In terms of geographic dimensions and demographics, Finland is not an impressive country.
This fairytale land of more than 188,000 lakes and coniferous forests (over 78 percent of the country’s total area is covered with woodlands) is only 338,145 square kilometers in size, with a total population of just 5.4 million inhabitants.
But in terms of economics and political will, Finland is a force to be reckoned with.
This little Nordic country that started off as a Swedish province and then became an autonomous grand duchy — first of Sweden and then of Russia — before declaring its independence on Dec. 6, 1917, has always been a scrapper when it came to defending its sovereignty. (During World War II, it successfully defended its independence through carefully orchestrated diplomatic cooperation with Germany, and it resisted subsequent invasions by the Soviet Union, albeit with some loss of territory.)
And in the following half century, Finland managed to transform its rural agricultural and forestry-based society into a modern, export-oriented economy with a diverse portfolio of sustainable industries and a per capita output equal to that of France, Germany and the United Kingdom.
In 1999 — with one of the highest per capita incomes in the European Union — Finland became the only Nordic state to join the euro single currency zone.
Thanks to a strong commitment to public education, health and innovation, Finland ranks as the third-best performing economy in the world (right after Switzerland and Singapore), according to the World Economic Forum’s Global Competitiveness Report, and has one of the most skilled labor forces.
In fact, according to the London-based Legatum research institute, Finland today ranks as the 12th-most open, stable and efficient economy worldwide, and it is the second-largest knowledge-based economy in Europe (just behind Ireland).
So what does all this have to do with Mexico?
To begin with, as a part of the comprehensive free-trade and strategic partnership agreement signed 1997 between the European Union and Mexico, Finland offers ready access to Mexican businesses looking to establish commercial and economic ties.
And according to Finnish Embassy figures, combined bilateral trade between the two countries is currently $700 million annually, with Mexican exports to Finland accounting for $300 million of that total.
Between 1999 and 2012, Finnish companies invested more than $676 million in Mexico.
Although Finland’s largest single investor in Mexico, Nokia, sold off its shares to a U.S. firm four years ago, total accumulated Finnish investment still amounts to about $250 million.
There are more than 30 Finnish companies with capital holdings in Mexico, 12 of which are manufacturing goods.
Finland is also an important partner for Mexico in terms of global issues and international political cooperation.
As Finnish Ambassador to Mexico Roy Kennet Eriksson pointed out during his speech at a reception to mark his country’s 99th anniversary earlier this month, Finland and Mexico have worked closely in international forums such as the United Nations on climatic change, social equality, women’s rights, children’s rights and indigenous peoples’ rights.
And as Finland and Mexico celebrate their 80th year of bilateral diplomatic ties, Helsinki has launched an extra push to jumpstart two-way cooperation even further.

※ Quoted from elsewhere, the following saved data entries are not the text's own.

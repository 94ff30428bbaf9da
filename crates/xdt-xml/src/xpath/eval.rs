//! Evaluation of compiled expressions against an [`XmlDocument`].

use super::ast::{Axis, BinaryOp, Expr, NodeTest, PathExpr, PathStart, Step};
use super::{NamespaceContext, XPathError};
use crate::document::{NodeId, NodeKind, XmlDocument};
use std::cmp::Ordering;
use std::collections::HashMap;

/// A node as XPath sees it: a tree node or an attribute of an element.
#[derive(Debug, Clone, Copy, PartialEq, Eq, Hash)]
pub enum XPathNode {
    Node(NodeId),
    Attribute { element: NodeId, index: usize },
}

impl XPathNode {
    /// The tree node, if this is not an attribute.
    pub fn as_node(&self) -> Option<NodeId> {
        match self {
            XPathNode::Node(id) => Some(*id),
            XPathNode::Attribute { .. } => None,
        }
    }
}

/// The result of evaluating an expression.
#[derive(Debug, Clone, PartialEq)]
pub enum XPathValue {
    NodeSet(Vec<XPathNode>),
    Boolean(bool),
    Number(f64),
    String(String),
}

impl XPathValue {
    /// `boolean()` of this value.
    pub fn to_boolean(&self) -> bool {
        match self {
            XPathValue::NodeSet(nodes) => !nodes.is_empty(),
            XPathValue::Boolean(b) => *b,
            XPathValue::Number(n) => *n != 0.0 && !n.is_nan(),
            XPathValue::String(s) => !s.is_empty(),
        }
    }

    pub fn into_node_set(self) -> Result<Vec<XPathNode>, XPathError> {
        match self {
            XPathValue::NodeSet(nodes) => Ok(nodes),
            _ => Err(XPathError::NotANodeSet),
        }
    }
}

/// The string-value of a node.
pub fn string_value(doc: &XmlDocument, node: XPathNode) -> String {
    match node {
        XPathNode::Attribute { element, index } => doc
            .attributes(element)
            .get(index)
            .map(|a| a.value.clone())
            .unwrap_or_default(),
        XPathNode::Node(id) => match doc.kind(id) {
            NodeKind::Comment(raw) => raw
                .strip_prefix("<!--")
                .and_then(|s| s.strip_suffix("-->"))
                .unwrap_or(raw)
                .to_string(),
            NodeKind::ProcessingInstruction(raw) => {
                let inner = raw
                    .strip_prefix("<?")
                    .and_then(|s| s.strip_suffix("?>"))
                    .unwrap_or(raw);
                inner
                    .split_once(char::is_whitespace)
                    .map(|(_, data)| data.trim_start().to_string())
                    .unwrap_or_default()
            }
            _ => doc.text_content(id),
        },
    }
}

pub(crate) fn number_to_string(n: f64) -> String {
    if n.is_nan() {
        "NaN".to_string()
    } else if n.is_infinite() {
        if n > 0.0 { "Infinity" } else { "-Infinity" }.to_string()
    } else if n == n.trunc() && n.abs() < 1e15 {
        format!("{}", n as i64)
    } else {
        format!("{}", n)
    }
}

pub(crate) fn string_to_number(s: &str) -> f64 {
    let t = s.trim();
    let digits = t.strip_prefix('-').unwrap_or(t);
    let valid = !digits.is_empty()
        && digits.chars().all(|c| c.is_ascii_digit() || c == '.')
        && digits.chars().filter(|c| *c == '.').count() <= 1
        && digits != ".";
    if valid {
        t.parse().unwrap_or(f64::NAN)
    } else {
        f64::NAN
    }
}

fn pi_target(raw: &str) -> &str {
    let inner = raw.strip_prefix("<?").unwrap_or(raw);
    inner
        .split(|c: char| c.is_whitespace() || c == '?')
        .next()
        .unwrap_or("")
}

#[derive(Debug, Clone, Copy)]
struct Focus {
    node: XPathNode,
    position: usize,
    size: usize,
}

pub(crate) struct Evaluator<'d> {
    doc: &'d XmlDocument,
    ns: &'d NamespaceContext,
    order: HashMap<NodeId, usize>,
}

In October, Finnish Prime Minister Juha Sililä paid an official visit to Mexico along with a delegation of leading Finnish entrepreneurs, and last spring a mission of Finnish parliamentarians came here to booster cooperation with their Mexican counterparts.
Last year, Finnish President Sauli Niinistö paid a five-day state visit to Mexico.
Finland, which is a world leader in environmental conservation, is also helping Mexico in its fight against ecological degradation.
Earlier this month, that country’s agricultural and environmental minister, Kimmo Tiilikainen, attended the international biodiversity summit in Cancun, and in January, Eriksson said, former Finnish President Tarja Halonen will come to Mexico to participate in a conference on sustainable development.
Finland has likewise shared its tree-husbandry expertise with Mexico through a $7 million academic exchange and consulting program launched in 1982.
For 13 years, Finnish scientists, technicians and advisors worked with their Mexican counterparts to produce literally thousands of documents on soil analysis, climate studies, water resources and appropriate harvesting techniques to help Mexico develop its own forest industry into a well-honed and self-sustaining sector.
Cultural exchanges between Mexico and Finland abound, and Eriksson said that as part of his country’s centennial celebration in 2017, his government will be sponsoring a series of additional cultural and artistic events in Mexico.
“This year has been an extraordinarily active one [in terms of two-way cooperation] and the bilateral relationship between Finland and Mexico has reached a historical high,” Eriksson said.
Finland is doing its part to foster binational cooperation.
Finland is already an important partner for Mexico and the potential to increase mutually beneficial cooperation clearly exists.
Finland may be a tiny country of just 5.4 million people, but it is an economic dynamo and close friend to Mexico that should not be overlooked.